Si tratta di due libri apparentemente molto diversi. Una raccolta di articoli e interventi sulle vicende che hanno interessato il territorio (prevalentemente campano) il primo e la biografia di un grande ambientalista il secondo. Anche gli autori praticano attività professionali per nulla affini. Un agronomo, pianificatore e “misuratore della terra” e un giornalista raffinato, scrittore e saggista. A ben vedere, tuttavia, questi due libri non solo sono profondamente legati da una varietà di temi e di questioni, da un mondo di valori e di ideali, ma nel loro insieme raccontano un unico percorso intellettuale e civile di cui gli stessi autori sono al contempo interpreti e protagonisti.

Nel ripercorrere la vita di Antonio Cederna, Francesco Erbani ricostruisce e rappresenta questo percorso soffermandosi sulle elaborazioni teoriche e sulle battaglie e civili e politiche più significative portate avanti dal grande archeologo e giornalista: la difesa dei centri storici, la lotta contro la speculazione edilizia a Roma tra gli anni cinquanta e sessanta, la battaglia contro i condoni negli anni ottanta, l’attività da parlamentare, l’intensissima opera di sensibilizzazione sui costi del dissesto idrogeologico e della cementificazione delle coste.

Antonio Cederna apparteneva a quell’area di intellettuali che si era formata intorno a “il Mondo” di Pannunzio. Ed è dall’incrocio tra il liberalismo radicale e progressista di questo gruppo, che individuava nello stato il principale attore in grado di tutelare la società e l’ambiente dalle spinte distruttive provocate dal libero dispiegarsi delle forze di mercato, e i principi più autentici dell’urbanistica riformista propria della cultura politica di una parte del PCI poi Pds, che derivava l’idea originaria e fondante di quel pezzo importante della cultura territorialista italiana che Cederna contribuì a costruire e di cui rappresentò una delle figure di maggior rilievo fin dalla fine degli anni quaranta. Insieme a Italia Nostra e al FAI, a Elena Croce e ad Antonio Iannello, a Vezio De Lucia e a Piero della Seta, ad Aldo Natoli a Edoardo Salzano e a molti altri, Cederna maturava una concezione di intervento sul territorio non più inteso come mera registrazione del processo espansivo della città, ma come governo delle sue trasformazioni volto alla ricerca di un equilibrio il più possibile sostenibile tra attività umane e risorse naturali.

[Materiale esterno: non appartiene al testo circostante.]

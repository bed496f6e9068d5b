//! Semantic tones for status values.
//!
//! Classifiers here decide what a value *means* (healthy, broken, in
//! progress); mapping a tone onto terminal colors is left to the renderer.

use serde::Serialize;

#[derive(Debug, Clone, Copy, PartialEq, Eq, Serialize)]
#[serde(rename_all = "lowercase")]
pub enum Tone {
    Good,
    Bad,
    Pending,
    Warning,
    /// Rendered as-is
    Neutral,
}

/// Application status and unit workload status
pub fn workload_tone(status: &str) -> Tone {
    match status {
        "active" => Tone::Good,
        "error" | "blocked" => Tone::Bad,
        "waiting" => Tone::Neutral,
        "maintenance" => Tone::Pending,
        _ => Tone::Warning,
    }
}

pub fn unit_agent_tone(status: &str) -> Tone {
    match status {
        "idle" | "executing" => Tone::Good,
        "error" => Tone::Bad,
        _ => Tone::Warning,
    }
}

pub fn machine_agent_tone(status: &str) -> Tone {
    match status {
        "started" => Tone::Good,
        "error" | "down" => Tone::Bad,
        "pending" => Tone::Pending,
        _ => Tone::Warning,
    }
}

pub fn machine_status_tone(status: &str) -> Tone {
    if status == "running" {
        Tone::Good
    } else {
        Tone::Warning
    }
}

pub fn container_message_tone(message: &str) -> Tone {
    if message == "Container started" {
        Tone::Good
    } else {
        Tone::Warning
    }
}

/// 2.x agents are current, 1.x are old, anything else is unexpected
pub fn model_version_tone(version: &str) -> Tone {
    if version.starts_with('2') {
        Tone::Good
    } else if version.starts_with('1') {
        Tone::Warning
    } else {
        Tone::Bad
    }
}

pub fn model_status_tone(status: &str) -> Tone {
    if status == "available" {
        Tone::Good
    } else {
        Tone::Bad
    }
}

pub fn meter_tone(color: &str) -> Tone {
    match color {
        "green" => Tone::Good,
        "red" => Tone::Bad,
        "amber" => Tone::Pending,
        _ => Tone::Neutral,
    }
}

pub fn scale_tone(scale: usize) -> Tone {
    if scale == 0 { Tone::Bad } else { Tone::Neutral }
}

/// Revision in use against the latest known one (`-1` when unknown)
pub fn revision_tone(rev: i64, latest: i64) -> Tone {
    if latest < 0 {
        Tone::Neutral
    } else if rev == latest {
        Tone::Good
    } else if rev < latest {
        Tone::Warning
    } else {
        Tone::Neutral
    }
}

pub fn origin_tone(from_store: bool) -> Tone {
    if from_store {
        Tone::Neutral
    } else {
        Tone::Warning
    }
}

pub fn interface_tone(up: bool) -> Tone {
    if up { Tone::Good } else { Tone::Bad }
}
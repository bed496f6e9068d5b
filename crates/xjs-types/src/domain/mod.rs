mod application;
mod controller;
mod machine;
mod model;
mod relation;
mod status;
mod unit;

pub use application::{Application, DEFAULT_CHARM_ORIGIN, UNKNOWN_REVISION};
pub use controller::Controller;
pub use machine::{Container, Hardware, Machine, MachineCore, NetworkInterface};
pub use model::{MeterStatus, Model};
pub use relation::{Relation, RelationPeer};
pub use status::{NOT_AVAILABLE, StatusInfo};
pub use unit::{
    MachineKind, PENDING, Placement, SubordinateLink, SubordinateUnit, Unit, UnitCore,
    classify_machine_id,
};
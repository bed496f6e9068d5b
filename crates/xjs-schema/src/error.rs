use std::fmt;

/// Result type for xjs-schema operations
pub type Result<T> = std::result::Result<T, Error>;

/// Errors raised while reading or normalizing a status document
#[derive(Debug)]
pub enum Error {
    /// IO operation failed
    Io(std::io::Error),

    /// YAML parsing failed (includes missing required fields)
    Yaml(serde_yaml::Error),

    /// JSON parsing failed (includes missing required fields)
    Json(serde_json::Error),

    /// Document parsed but an entity matches none of the known shapes
    Schema {
        entity: &'static str,
        name: String,
        reason: String,
    },

    /// A `since` or controller timestamp did not parse
    Timestamp(xjs_types::Error),
}

impl Error {
    pub(crate) fn schema(entity: &'static str, name: &str, reason: impl Into<String>) -> Self {
        Error::Schema {
            entity,
            name: name.to_string(),
            reason: reason.into(),
        }
    }
}

impl fmt::Display for Error {
    fn fmt(&self, f: &mut fmt::Formatter<'_>) -> fmt::Result {
        match self {
            Error::Io(err) => write!(f, "IO error: {}", err),
            Error::Yaml(err) => write!(f, "YAML error: {}", err),
            Error::Json(err) => write!(f, "JSON error: {}", err),
            Error::Schema {
                entity,
                name,
                reason,
            } => write!(f, "Schema error in {} '{}': {}", entity, name, reason),
            Error::Timestamp(err) => write!(f, "{}", err),
        }
    }
}

impl std::error::Error for Error {
    fn source(&self) -> Option<&(dyn std::error::Error + 'static)> {
        match self {
            Error::Io(err) => Some(err),
            Error::Yaml(err) => Some(err),
            Error::Json(err) => Some(err),
            Error::Timestamp(err) => Some(err),
            Error::Schema { .. } => None,
        }
    }
}

impl From<std::io::Error> for Error {
    fn from(err: std::io::Error) -> Self {
        Error::Io(err)
    }
}

impl From<serde_yaml::Error> for Error {
    fn from(err: serde_yaml::Error) -> Self {
        Error::Yaml(err)
    }
}

impl From<serde_json::Error> for Error {
    fn from(err: serde_json::Error) -> Self {
        Error::Json(err)
    }
}

impl From<xjs_types::Error> for Error {
    fn from(err: xjs_types::Error) -> Self {
        Error::Timestamp(err)
    }
}
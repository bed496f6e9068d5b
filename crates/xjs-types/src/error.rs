use std::fmt;

/// Result type for xjs-types operations
pub type Result<T> = std::result::Result<T, Error>;

/// Error types that can occur while interpreting raw values
#[derive(Debug, Clone, PartialEq, Eq)]
pub enum Error {
    /// A `since` or controller timestamp matched none of the accepted layouts
    Timestamp { value: String, reason: String },
}

impl fmt::Display for Error {
    fn fmt(&self, f: &mut fmt::Formatter<'_>) -> fmt::Result {
        match self {
            Error::Timestamp { value, reason } => {
                write!(f, "Invalid timestamp '{}': {}", value, reason)
            }
        }
    }
}

impl std::error::Error for Error {}
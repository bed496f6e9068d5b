mod application;
mod machine;
mod model;
mod network;
mod relation;
mod unit;

use crate::presentation::view_models::{
    CellViewModel, RowViewModel, StatusViewModel, TableViewModel,
};
use crate::types::Section;
use xjs_types::{Controller, Model};

pub use application::present_applications;
pub use machine::present_machines;
pub use model::{TIMESTAMP_WARNING, present_models};
pub use network::present_network;
pub use relation::present_relations;
pub use unit::present_units;

/// Row-hiding switches that do not change the graph itself
#[derive(Debug, Clone, Copy, Default)]
pub struct DisplayOptions {
    pub hide_scale_zero: bool,
    pub hide_subordinates: bool,
}

/// Leading identity columns, added when one table mixes entities from
/// several controllers or models
#[derive(Debug, Clone, Copy, Default, PartialEq, Eq)]
pub struct Prefix {
    pub controller: bool,
    pub model: bool,
}

impl Prefix {
    pub fn for_controllers(controllers: &[Controller]) -> Self {
        let models: usize = controllers.iter().map(Controller::model_count).sum();
        Self {
            controller: controllers.len() > 1,
            model: models > 1,
        }
    }

    fn table(&self, section: Section, columns: &[&str]) -> TableViewModel {
        let mut all: Vec<&str> = Vec::with_capacity(columns.len() + 2);
        if self.controller {
            all.push("Controller");
        }
        if self.model {
            all.push("Model");
        }
        all.extend_from_slice(columns);
        TableViewModel::new(section, &all)
    }

    fn row(&self, controller: &Controller, model: &Model, cells: RowViewModel) -> RowViewModel {
        let mut row = Vec::with_capacity(cells.len() + 2);
        if self.controller {
            row.push(CellViewModel::plain(&controller.name));
        }
        if self.model {
            row.push(CellViewModel::plain(&model.name));
        }
        row.extend(cells);
        row
    }
}

/// Every (controller, model) pair in display order
fn scopes(controllers: &[Controller]) -> impl Iterator<Item = (&Controller, &Model)> {
    controllers
        .iter()
        .flat_map(|controller| controller.models().map(move |model| (controller, model)))
}

fn notes(notes: &[String]) -> CellViewModel {
    CellViewModel::plain(notes.join(", "))
}

/// Build the tables for `sections`, in the order given
pub fn present_status(
    controllers: &[Controller],
    sections: &[Section],
    options: DisplayOptions,
) -> StatusViewModel {
    let prefix = Prefix::for_controllers(controllers);
    let mut status = StatusViewModel::default();

    if sections.contains(&Section::Model) {
        for controller in controllers.iter().filter(|c| !c.timestamp_provided()) {
            let warning = if prefix.controller {
                format!("{} ({})", TIMESTAMP_WARNING, controller.name)
            } else {
                TIMESTAMP_WARNING.to_string()
            };
            status.warnings.push(warning);
        }
    }

    for section in sections {
        let table = match section {
            Section::Model => present_models(controllers),
            Section::Application => present_applications(controllers, prefix, options),
            Section::Unit => present_units(controllers, prefix, options),
            Section::Machine => present_machines(controllers, prefix),
            Section::Network => present_network(controllers, prefix),
            Section::Relation => present_relations(controllers, prefix),
        };
        status.tables.push(table);
    }

    status
}

#[cfg(test)]
pub(crate) mod test_support {
    use xjs_types::Controller;

    pub fn load(sample: &str) -> Controller {
        xjs_engine::load_controller(&xjs_testing::fixtures::sample_path(sample)).unwrap()
    }
}
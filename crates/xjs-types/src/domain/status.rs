use chrono::{DateTime, Utc};
use serde::Serialize;

/// Placeholder for optional text fields the document did not carry
pub const NOT_AVAILABLE: &str = "NA";

/// Canonical form of every status block (workload, agent, machine, model, application)
#[derive(Debug, Clone, PartialEq, Eq, Serialize)]
pub struct StatusInfo {
    pub current: String,
    pub message: String,
    /// `None` when the source schema carried no timestamp (flat legacy fields)
    pub since: Option<DateTime<Utc>>,
}

impl StatusInfo {
    pub fn new(current: impl Into<String>) -> Self {
        Self {
            current: current.into(),
            message: String::new(),
            since: None,
        }
    }

    pub fn with_message(mut self, message: impl Into<String>) -> Self {
        self.message = message.into();
        self
    }

    pub fn with_since(mut self, since: Option<DateTime<Utc>>) -> Self {
        self.since = since;
        self
    }
}

impl Default for StatusInfo {
    fn default() -> Self {
        Self::new(NOT_AVAILABLE)
    }
}
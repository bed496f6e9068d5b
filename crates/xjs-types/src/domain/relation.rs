use super::application::Application;
use super::model::Model;
use serde::Serialize;

/// Far side of a relation
#[derive(Debug, Clone, Serialize)]
#[serde(rename_all = "snake_case")]
pub enum RelationPeer {
    /// An application registered on the model
    Registered(String),
    /// Synthesized because the document does not describe the partner
    Placeholder(Box<Application>),
}

impl RelationPeer {
    pub fn name(&self) -> &str {
        match self {
            RelationPeer::Registered(name) => name,
            RelationPeer::Placeholder(app) => &app.name,
        }
    }

    pub fn is_placeholder(&self) -> bool {
        matches!(self, RelationPeer::Placeholder(_))
    }
}

/// Named endpoint pairing two applications
#[derive(Debug, Clone, Serialize)]
pub struct Relation {
    pub name: String,
    pub application: String,
    pub partner: RelationPeer,
}

impl Relation {
    /// Pair `application` with `partner` under the endpoint `name`, resolving
    /// the partner against the model's applications.
    pub fn new(model: &Model, name: &str, partner: &str, application: &str) -> Self {
        let partner = match model.get_application(partner) {
            Some(app) => RelationPeer::Registered(app.name.clone()),
            None => RelationPeer::Placeholder(Box::new(Application::placeholder(partner))),
        };

        Self {
            name: name.to_string(),
            application: application.to_string(),
            partner,
        }
    }

    pub fn partner_name(&self) -> &str {
        self.partner.name()
    }

    /// True when this relation joins `a` and `b`, in either order
    pub fn pairs(&self, a: &str, b: &str) -> bool {
        let (x, y) = (self.application.as_str(), self.partner_name());
        (x == a && y == b) || (x == b && y == a)
    }
}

Appartenente ad un’altra generazione, Antonio Di Gennaro si connette con forza a questa tradizione e ne condivide valori e ideali, configurandosi come prosecutore ed erede di questo percorso. Ne La misura della terra, spostato il suo sguardo al Sud del paese e la sua sfera di azione alla Campania, egli ricostruisce in questo libro la storia del suo lucido (a volte precursore) punto di vista sulle trasformazioni del territorio campano nel corso degli ultimi otto anni e sul suo progressivo processo di distruzione e di irreversibile degrado: Oltre a ciò egli ci dà conto delle sue battaglie: quella contro l’approvazione del piano provinciale di Napoli nel 2003 che avrebbe in gran parte annullato gli effetti del Piano regolatore, la difesa e il sostegno al Parco delle colline di Napoli, la dura lotta contro l’approvazione del Piano Casa e molte altre .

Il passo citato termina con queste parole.